1.1.  Changes from RFC 7706

   RFC 7706 explicitly required that a root server instance be run on
   the loopback interface of the host running the validating resolver.
   However, RFC 7706 also had examples of how to set up common software
   that did not use the loopback interface.  This document loosens the
   restriction on using the loopback interface and in fact allows the
   use of a local service, not necessarily an authoritative server.
   However, the document keeps the requirement that only systems running
   on that single host be able to query that authoritative root server
   or service.

   This document changes the use cases for running a local root service
   to be more consistent with the reasons operators said they had for
   using RFC 7706:

   *  Removed the prohibition on distribution of recursive DNS servers,
      including configurations for this design because some already do
      and others have expressed an interest in doing so.

   *  Added the idea that a recursive resolver using this design might
      switch to using the normal (remote) root servers if the local root
      server fails.

   *  Refreshed the list of where one can get copies of the root zone.

   *  Added examples of other resolvers and updated the existing

1.2.  Requirements Notation

   The key words "MUST", "MUST NOT", "REQUIRED", "SHALL", "SHALL NOT",
   "OPTIONAL" in this document are to be interpreted as described in
   BCP 14 [RFC2119] [RFC8174] when, and only when, they appear in all
   capitals, as shown here.

2.  Requirements

   In order to implement the mechanism described in this document:

   *  The system MUST be able to validate every signed record in a zone
      with DNSSEC [RFC4033].

   *  The system MUST have an up-to-date copy of the public part of the
      Key Signing Key (KSK) [RFC4033] used to sign the DNS root.

   *  The system MUST be able to retrieve a copy of the entire root zone
      (including all DNSSEC-related records).

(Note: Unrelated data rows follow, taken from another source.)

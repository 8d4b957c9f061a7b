//! Local repository identity.

use serde::Serialize;
use std::path::{Path, PathBuf};

/// A git working tree found directly under the fleet root.
#[derive(Debug, Clone, PartialEq, Eq, Hash, Serialize)]
pub struct Repository {
    /// Path to the working tree.
    pub path: PathBuf,

    /// Final path segment, used as the display name.
    pub name: String,
}

impl Repository {
    /// Builds a repository from its path, deriving the name.
    pub fn new(path: PathBuf) -> Self {
        let name = path
            .file_name()
            .map(|n| n.to_string_lossy().into_owned())
            .unwrap_or_else(|| path.display().to_string());
        Self { path, name }
    }

    /// Returns true if `path` directly contains git metadata.
    ///
    /// `.git` may be a directory or, for linked worktrees and submodules, a file.
    pub fn is_repository(path: &Path) -> bool {
        path.join(".git").exists()
    }
}
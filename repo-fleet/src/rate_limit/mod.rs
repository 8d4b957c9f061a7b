//! Rate limiting for the GitHub core API.
//!
//! Before each query the forge checks the remaining budget and sleeps until
//! the reset when it is nearly exhausted.

mod info;

pub use info::RateLimitInfo;

use octocrab::Octocrab;
use std::time::{Duration, SystemTime, UNIX_EPOCH};
use tracing::info;

/// Fetches the current core rate limit.
///
/// # Errors
///
/// Returns an error if the rate limit API call fails.
pub async fn check_core_rate_limit(octocrab: &Octocrab) -> Result<RateLimitInfo, octocrab::Error> {
    let rate_limit = octocrab.ratelimit().get().await?;
    let core = &rate_limit.resources.core;

    Ok(RateLimitInfo {
        remaining: core.remaining as u32,
        reset: core.reset,
        limit: core.limit as u32,
    })
}

/// Sleeps until the reset if the core budget is nearly used up.
///
/// The sleep never exceeds `cap`, so a caller with a time budget keeps it.
pub async fn wait_for_reset(limit: &RateLimitInfo, cap: Duration) {
    let now = SystemTime::now()
        .duration_since(UNIX_EPOCH)
        .unwrap_or_default()
        .as_secs();

    if let Some(wait) = limit.wait_duration(now) {
        let wait = wait.min(cap);
        info!(
            remaining = limit.remaining,
            wait_secs = wait.as_secs(),
            "Rate limit low, waiting for reset"
        );
        tokio::time::sleep(wait).await;
    }
}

   *  The system MUST be able to run an authoritative service for the
      root zone on the same host.  The authoritative root service MUST
      only respond to queries from the same host.  One way to ensure
      that the authoritative root service does not respond to queries
      from other hosts is to run an authoritative server for the root
      that responds only on one of the loopback addresses (that is, an
      address in the range 127/8 for IPv4 or ::1 in IPv6).  Another
      method is to have the resolver software also act as an
      authoritative server for the root zone, but only for answering
      queries from itself.

   A corollary of the above list is that authoritative data in the root
   zone used on the local authoritative server MUST be identical to the
   same data in the root zone for the DNS.  It is possible to change the
   unsigned data (the glue records) in the copy of the root zone, but
   such changes could cause problems for the recursive server that
   accesses the local root zone, and therefore any changes to the glue
   records SHOULD NOT be made.

3.  Operation of the Root Zone on the Local Server

   The operation of an authoritative server for the root in the system
   described here can be done separately from the operation of the
   recursive resolver, or it might be part of the configuration of the
   recursive resolver system.

   The steps to set up the root zone are:

   1.  Retrieve a copy of the root zone.  (See Appendix A for some
       current locations of sources.)

   2.  Start the authoritative service for the root zone in a manner
       that prevents any system other than a recursive resolver on the
       same host from accessing it.

   The contents of the root zone MUST be refreshed using the timers from
   the SOA record in the root zone, as described in [RFC1035].  This
   inherently means that the contents of the local root zone will likely
   be a little behind those of the global root servers, because those
   servers are updated when triggered by NOTIFY messages.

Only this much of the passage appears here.